In natural language processing, there are many scenarios where capturing multiple perspectives is essential. For example, in a document summarization task, a document may contain several important viewpoints or themes. If we rely only on single-head self-attention, the generated summary may reflect only one dominant perspective. To produce richer and more balanced summaries, we need a mechanism that can attend to the same information from different perspectives and generate multiple interpretations.

This limitation of self-attention motivates the need for multi-head attention, which allows the model to look at the same sequence through multiple attention subspaces simultaneously.

HOW DOES MULTI-HEAD ATTENTION WORK ?

Multi-head attention provides a simple yet powerful solution to the limitation of single self-attention. Consider again a sentence like “The man saw the astronomer with a telescope”, which contains multiple valid perspectives. Using a single self-attention mechanism, we can usually extract only one dominant interpretation. The idea behind multi-head attention is to use multiple self-attention mechanisms in parallel so that different perspectives can be captured simultaneously.

In standard self-attention, we start with word embeddings and apply three weight matrices to generate the query (Q), key (K), and value (V) vectors. Using these vectors, we compute attention scores and finally produce one contextual embedding per word.

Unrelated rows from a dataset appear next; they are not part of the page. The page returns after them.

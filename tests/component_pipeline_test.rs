use pagecraft::cache::{CacheStore, InMemoryCacheStore};
use pagecraft::components::{
    ArticleStrategy, ComponentContent, ComponentGenerate, ComponentGenerator, CtaStrategy,
    GenerationStatsLog, HeroStrategy,
};
use pagecraft::models::{DiscoveryResult, Intent, IntentAnalysis, PersonalizationContext};
use pagecraft::network::{ProviderError, ProviderRegistry, StaticProvider};
use std::collections::BTreeMap;
use std::sync::Arc;

fn context(query: &str, intent: Intent) -> PersonalizationContext {
    let mut interests = BTreeMap::new();
    interests.insert("home_improvement".to_string(), 0.8);
    PersonalizationContext::new(query, IntentAnalysis::new(intent, 0.8, vec![])).with_interests(interests)
}

fn registry_with(provider: StaticProvider) -> Arc<ProviderRegistry> {
    Arc::new(ProviderRegistry::new().with_provider(Arc::new(provider)))
}

fn article_json(main_content: &str) -> String {
    serde_json::json!({
        "title": "Bathroom Remodeling Basics",
        "summary": "What a bathroom remodel involves.",
        "introduction": "Planning a bathroom remodel starts with a budget.",
        "main_content": main_content,
        "key_points": ["Set a budget", "Pick materials"],
        "reading_time": 4,
        "difficulty_level": "beginner",
        "content_type": "guide",
        "tags": ["bathroom"]
    })
    .to_string()
}

#[tokio::test]
async fn test_second_call_is_served_from_cache() {
    let provider = Arc::new(StaticProvider::new("openai", article_json("Short body about bathroom tile.")));
    let registry = Arc::new(ProviderRegistry::new().with_provider(provider.clone()));
    let generator = ComponentGenerator::new(
        ArticleStrategy::new(),
        registry,
        Arc::new(InMemoryCacheStore::new()),
        Arc::new(GenerationStatsLog::new()),
    );
    let ctx = context("remodeling a bathroom", Intent::Informational);
    let results = vec![DiscoveryResult::new("Tile guide", "https://x.y/tile", 0.8)];

    let first = generator.generate(&ctx, &results).await;
    let second = generator.generate(&ctx, &results).await;

    assert!(first.success);
    assert!(!first.from_cache);
    assert!(second.from_cache);
    assert_eq!(first.content, second.content);
    assert_eq!(provider.call_count(), 1);
}

#[tokio::test]
async fn test_long_main_content_is_truncated() {
    let generator = ComponentGenerator::new(
        ArticleStrategy::new(),
        registry_with(StaticProvider::new("openai", article_json(&"a".repeat(2000)))),
        Arc::new(InMemoryCacheStore::new()),
        Arc::new(GenerationStatsLog::new()),
    );

    let result = generator
        .generate(&context("remodeling a bathroom", Intent::Informational), &[])
        .await;
    match result.content {
        ComponentContent::Article(article) => {
            assert_eq!(article.main_content.chars().count(), 800);
            assert!(article.main_content.ends_with("..."));
        }
        other => panic!("expected article, got {:?}", other),
    }
}

#[tokio::test]
async fn test_provider_failure_becomes_fallback() {
    let stats = Arc::new(GenerationStatsLog::new());
    let cache = Arc::new(InMemoryCacheStore::new());
    let generator = ComponentGenerator::new(
        HeroStrategy::new(),
        registry_with(StaticProvider::failing("openai", ProviderError::RequestFailed("HTTP 500".into()))),
        cache.clone(),
        stats.clone(),
    );
    let ctx = context("buy bathroom vanity", Intent::Commercial);

    let result = generator.generate(&ctx, &[]).await;
    assert!(!result.success);
    assert!(result.metadata.error_occurred);
    assert!(result.metadata.ai_provider.is_none());
    assert!(result.confidence <= 0.5);
    assert!(result.content.missing_required().is_empty());
    assert!(result.error.unwrap_or_default().contains("HTTP 500"));

    // * fallbacks are neither cached nor counted
    assert!(stats.is_empty());
    assert!(cache.get(&generator.cache_key(&ctx, &[])).await.unwrap().is_none());
}

#[tokio::test]
async fn test_every_type_fills_required_fields() {
    let registry = registry_with(StaticProvider::new("openai", "{\"tags\": [\"only tags\"]}"));
    let cache = Arc::new(InMemoryCacheStore::new());
    let stats = Arc::new(GenerationStatsLog::new());
    let ctx = context("tile flooring", Intent::Educational);

    let generators: Vec<Arc<dyn ComponentGenerate>> = vec![
        Arc::new(ComponentGenerator::new(HeroStrategy::new(), registry.clone(), cache.clone(), stats.clone())),
        Arc::new(ComponentGenerator::new(ArticleStrategy::new(), registry.clone(), cache.clone(), stats.clone())),
        Arc::new(ComponentGenerator::new(CtaStrategy::new(), registry.clone(), cache.clone(), stats.clone())),
    ];

    for generator in generators {
        let result = generator.generate_component(&ctx, &[]).await;
        assert!(result.success);
        assert!(result.content.missing_required().is_empty());
        assert!((0.0..=1.0).contains(&result.confidence));
        let quality = result.metadata.quality_metrics.expect("quality metrics");
        assert!(quality.is_bounded());
        assert!(quality.completeness_score < 1.0);
    }

    let summary = stats.summary();
    assert_eq!(summary.total, 3);
    assert_eq!(summary.by_provider["openai"], 3);
}

#[tokio::test]
async fn test_no_provider_uses_fallback() {
    let generator = ComponentGenerator::new(
        CtaStrategy::new(),
        Arc::new(ProviderRegistry::new().with_provider(Arc::new(StaticProvider::unconfigured("openai")))),
        Arc::new(InMemoryCacheStore::new()),
        Arc::new(GenerationStatsLog::new()),
    );

    let result = generator.generate(&context("tile", Intent::Navigational), &[]).await;
    assert!(result.is_fallback());
    assert!(result.error.unwrap_or_default().contains("No AI provider"));
}
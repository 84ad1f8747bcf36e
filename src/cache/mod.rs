// * Component cache: deterministic keys, TTL expiry, in-memory and Redis backends

pub mod key;
pub mod redis_store;
pub mod store;

pub use key::{compute_cache_key, discovery_fingerprint, interests_fingerprint};
pub use redis_store::RedisCacheStore;
pub use store::{is_expired, CacheError, CacheStore, InMemoryCacheStore};
use crate::models::ComponentType;
use crate::network::ProviderError;
use thiserror::Error;

/// Errors inside one component generation; always contained as a fallback result
#[derive(Debug, Clone, Error)]
pub enum GenerationError {
    #[error("Invalid input: {0}")]
    InvalidInput(String),

    #[error("No AI provider available for {0}")]
    NoProviderAvailable(ComponentType),

    #[error("Generation failed via {provider}: {source}")]
    GenerationFailed {
        provider: String,
        #[source]
        source: ProviderError,
    },

    #[error("Request deadline exceeded before {0} finished")]
    DeadlineExceeded(ComponentType),
}

impl GenerationError {
    /// Short label for logs and metrics
    pub fn kind(&self) -> &'static str {
        match self {
            GenerationError::InvalidInput(_) => "invalid_input",
            GenerationError::NoProviderAvailable(_) => "no_provider",
            GenerationError::GenerationFailed { .. } => "generation_failed",
            GenerationError::DeadlineExceeded(_) => "deadline_exceeded",
        }
    }
}
#[cfg(test)]
mod tests {
    use super::*;
    use crate::models::{ComplexityLevel, IntentAnalysis};
    use std::collections::BTreeMap;

    fn context(query: &str, intent: Intent) -> PersonalizationContext {
        PersonalizationContext::new(query, IntentAnalysis::new(intent, 0.8, vec![]))
    }

    fn sources(n: usize) -> Vec<DiscoveryResult> {
        (0..n)
            .map(|i| DiscoveryResult::new(&format!("S{}", i), &format!("https://x.y/{}", i), i as f64 / 20.0))
            .collect()
    }

    #[test]
    fn test_rank_sources_desc_top_ten() {
        let ranked = rank_sources(&sources(12));
        assert_eq!(ranked.len(), 10);
        assert_eq!(ranked[0].title, "S11");
        assert!(ranked.windows(2).all(|w| w[0].relevance_score >= w[1].relevance_score));
    }

    #[test]
    fn test_prompt_quotes_ranked_sources() {
        let strategy = ArticleStrategy::new();
        let ctx = context("tile flooring", Intent::Informational);
        let mut discovery: Vec<DiscoveryResult> = (0..6)
            .map(|i| DiscoveryResult::new(&format!("Weak{}", i), &format!("https://weak.example/{}", i), 0.1))
            .collect();
        discovery.push(DiscoveryResult::new("Best Source", "https://best.example/", 0.99));

        let gctx = strategy.build_context(&ctx, &discovery);
        let prompt = strategy.build_prompt(&ctx, &gctx, &discovery);
        assert!(prompt.contains("Best Source"));
        assert!(prompt.find("Best Source") < prompt.find("Weak0"));
    }

    #[test]
    fn test_structure_selection() {
        assert_eq!(select_structure(Intent::Educational, 9), ArticleStructure::Tutorial);
        assert_eq!(select_structure(Intent::Commercial, 0), ArticleStructure::Comparison);
        assert_eq!(select_structure(Intent::Informational, 6), ArticleStructure::Comprehensive);
        assert_eq!(select_structure(Intent::Navigational, 5), ArticleStructure::Summary);
    }

    #[test]
    fn test_reading_level_from_tech_interest() {
        let mut interests = BTreeMap::new();
        interests.insert("technology".to_string(), 0.7);
        let ctx = context("rust async", Intent::Educational).with_interests(interests);
        assert_eq!(reading_level(&ctx), Difficulty::Advanced);

        let ctx = context("rust async", Intent::Educational).with_complexity(ComplexityLevel::Beginner);
        assert_eq!(reading_level(&ctx), Difficulty::Beginner);
    }

    #[test]
    fn test_parse_json_truncates_main_content() {
        let strategy = ArticleStrategy::new();
        let ctx = context("tile flooring", Intent::Informational);
        let gctx = strategy.build_context(&ctx, &[]);
        let raw = serde_json::json!({
            "title": "Tile Flooring",
            "summary": "Short summary",
            "introduction": "Intro",
            "main_content": "x".repeat(2000),
            "key_points": ["a", "b", "c", "d", "e", "f"],
            "difficulty_level": "beginner",
            "content_type": "overview"
        })
        .to_string();

        let content = strategy.parse_response(&raw, &ctx, &gctx);
        assert_eq!(content.main_content.chars().count(), 800);
        assert!(content.main_content.ends_with("..."));
        assert_eq!(content.key_points.len(), 5);
        assert_eq!(content.difficulty_level, Difficulty::Beginner);
        assert_eq!(content.content_type, ArticleFormat::Overview);
        assert_eq!(content.reading_time, 1);
    }

    #[test]
    fn test_parse_plain_text_fallback() {
        let strategy = ArticleStrategy::new();
        let ctx = context("tile flooring", Intent::Educational);
        let gctx = strategy.build_context(&ctx, &[]);
        let raw = "Tile Flooring Basics\n\nA quick summary.\n\nAn introduction.\n\nBody one.\n\nBody two.\n\n- point one\n- point two";

        let content = strategy.parse_response(raw, &ctx, &gctx);
        assert_eq!(content.title, "Tile Flooring Basics");
        assert_eq!(content.summary, "A quick summary.");
        assert_eq!(content.main_content, "Body one.\n\nBody two.");
        assert_eq!(content.key_points, vec!["point one", "point two"]);
        assert_eq!(content.content_type, ArticleFormat::Tutorial);
    }

    #[test]
    fn test_fallback_has_required_fields() {
        let strategy = ArticleStrategy::new();
        for intent in Intent::ALL {
            let content = strategy.fallback_content(&context("remodeling a bathroom", intent));
            assert!(content.missing_required().is_empty());
            assert!(content.title.contains("bathroom"));
        }
    }

    #[test]
    fn test_personalize_merges_interest_tags() {
        let strategy = ArticleStrategy::new();
        let mut interests = BTreeMap::new();
        interests.insert("diy".to_string(), 0.9);
        let ctx = context("tile flooring", Intent::Informational).with_interests(interests);
        let mut content = strategy.fallback_content(&ctx);
        strategy.personalize(&mut content, &ctx);
        assert_eq!(content.tags[0], "diy");
    }
}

In multi-head self-attention, instead of using a single set of weight matrices, we use multiple independent sets. Each set corresponds to one attention head. If we use two heads, we effectively run self-attention twice, each time with its own learned projection matrices. There is no strict restriction on the number of heads; in principle, we could use three, four, or more self-attention heads.

Because each head has its own weight matrices, the query, key, and value vectors for every word are generated multiple times, once per head. The subsequent attention computation remains the same, but it is performed independently for each head. As a result, each head produces its own contextual embedding. graphical representation helps understand it.

For example, assume we are using two attention heads. For the word “money”, we first generate its embedding. This embedding is then projected using two different sets of weight matrices, producing two separate sets of Q, K, and V vectors. The same process is repeated for the word “bank”. Since the vectors are duplicated across heads, the attention computation is also performed twice, once per head.

If we want to generate the contextual embedding for money, we obtain two different contextual vectors, one from each attention head. Each vector reflects a different attention pattern and, potentially, a different semantic perspective. This is the fundamental difference introduced by multi-head attention.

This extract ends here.